I poeti tragici
Libro: Gymnasion vol. 2 pag. 56 n° 46
Eschilo il tragediografo era Ateniese per nascita, iniziò a realizzare tragedie da giovane e prevalse di molto sugli altri prima di lui riguardo la poesia, sia per la composizione della scena, sia per la magnificienza dell'allestimento del coro. Per primo esaltò la tragedia con composizioni più elevate. Anche Sofocle era Ateniese per nascita, più grande di Eschilo più giovane di Euripide. Imparò a fare tragedie da Eschilo, e introdusse per la prima volta cose nuove negli agoni, avendo tolto per prima cosa la recitazione del poeta (già da prima infatti il poeta recita), ma avendo anche reso 15 quei coreuti anzichè 12. Questo usò per primo 3 attori.
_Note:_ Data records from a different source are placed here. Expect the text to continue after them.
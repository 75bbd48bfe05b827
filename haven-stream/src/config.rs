//! Decoder configuration and provider presets.

use serde::{Deserialize, Serialize};

use crate::event::EventFilter;
use crate::extract::FragmentExtractor;

/// Event prefix used by server-sent event streams.
pub const SSE_DATA_PREFIX: &str = "data:";

/// End-of-stream literal used by OpenAI-compatible chat streams.
pub const DONE_SENTINEL: &str = "[DONE]";

/// Wire formats the decoder knows out of the box.
#[derive(Debug, Clone, Copy, PartialEq, Eq, Default, Serialize, Deserialize)]
#[serde(rename_all = "lowercase")]
pub enum Preset {
    /// OpenAI-compatible chat completions: `data:` events, `[DONE]` marker,
    /// text at `choices[0].delta.content`.
    #[default]
    OpenAi,
    /// Anthropic messages: `data:` events, no marker, text at `delta.text`.
    Anthropic,
    /// Gemini `streamGenerateContent?alt=sse`: `data:` events, no marker,
    /// text at `candidates[0].content.parts[0].text`.
    Gemini,
    /// Ollama chat: bare JSON lines, no marker, text at `message.content`.
    Ollama,
}

impl Preset {
    /// JSON pointer to the incremental text for this format.
    #[must_use]
    pub fn text_pointer(self) -> &'static str {
        match self {
            Self::OpenAi => "/choices/0/delta/content",
            Self::Anthropic => "/delta/text",
            Self::Gemini => "/candidates/0/content/parts/0/text",
            Self::Ollama => "/message/content",
        }
    }
}

/// How a session frames, terminates and extracts.
///
/// Defaults to [`Preset::OpenAi`].
///
/// # Example
///
/// ```
/// use haven_stream::{DecoderConfig, FragmentExtractor, Preset};
///
/// let config = DecoderConfig::preset(Preset::OpenAi)
///     .sentinel("[END]")
///     .extractor(FragmentExtractor::pointer("/choices/0/text"));
/// assert_eq!(config.sentinel_literal(), Some("[END]"));
/// ```
#[derive(Debug, Clone)]
pub struct DecoderConfig {
    pub(crate) prefix: Option<String>,
    pub(crate) sentinel: Option<String>,
    pub(crate) extractor: FragmentExtractor,
}

impl DecoderConfig {
    /// Configuration for OpenAI-compatible streams.
    #[must_use]
    pub fn new() -> Self {
        Self::preset(Preset::OpenAi)
    }

    /// Configuration for a known wire format.
    #[must_use]
    pub fn preset(preset: Preset) -> Self {
        let (prefix, sentinel) = match preset {
            Preset::OpenAi => (Some(SSE_DATA_PREFIX), Some(DONE_SENTINEL)),
            Preset::Anthropic | Preset::Gemini => (Some(SSE_DATA_PREFIX), None),
            Preset::Ollama => (None, None),
        };
        Self {
            prefix: prefix.map(str::to_owned),
            sentinel: sentinel.map(str::to_owned),
            extractor: FragmentExtractor::pointer(preset.text_pointer()),
        }
    }

    /// Only frames starting with `prefix` carry payloads.
    #[must_use]
    pub fn prefix(mut self, prefix: impl Into<String>) -> Self {
        self.prefix = Some(prefix.into());
        self
    }

    /// Treat every non-blank frame as a payload.
    #[must_use]
    pub fn no_prefix(mut self) -> Self {
        self.prefix = None;
        self
    }

    /// End the stream when a payload equals `sentinel`.
    #[must_use]
    pub fn sentinel(mut self, sentinel: impl Into<String>) -> Self {
        self.sentinel = Some(sentinel.into());
        self
    }

    /// The stream only ends when the source closes.
    #[must_use]
    pub fn no_sentinel(mut self) -> Self {
        self.sentinel = None;
        self
    }

    /// Override how text is found in each payload.
    #[must_use]
    pub fn extractor(mut self, extractor: FragmentExtractor) -> Self {
        self.extractor = extractor;
        self
    }

    /// The configured event prefix.
    #[must_use]
    pub fn prefix_literal(&self) -> Option<&str> {
        self.prefix.as_deref()
    }

    /// The configured end-of-stream literal.
    #[must_use]
    pub fn sentinel_literal(&self) -> Option<&str> {
        self.sentinel.as_deref()
    }

    pub(crate) fn event_filter(&self) -> EventFilter {
        EventFilter::new(self.prefix.as_deref(), self.sentinel.as_deref())
    }
}

impl Default for DecoderConfig {
    fn default() -> Self {
        Self::new()
    }
}

impl From<Preset> for DecoderConfig {
    fn from(preset: Preset) -> Self {
        Self::preset(preset)
    }
}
Il poeta Euripide nacque a Salamina, quando i Greci combatterono in mare contro i Persiani. Dapprima era 1 pittore, primeggiò soprattutto nella tragedia. Si dice riguardo il famoso Euripide che 1 volta essendosi allontanato da Atene andò da Archelao il re dei Macedoni, presso il quale godeva di grande stima. Dunque soggiornando lì, poiché si fermò una volta per caso in un bosco, si dice che lo sbranarono i cani di Archelao.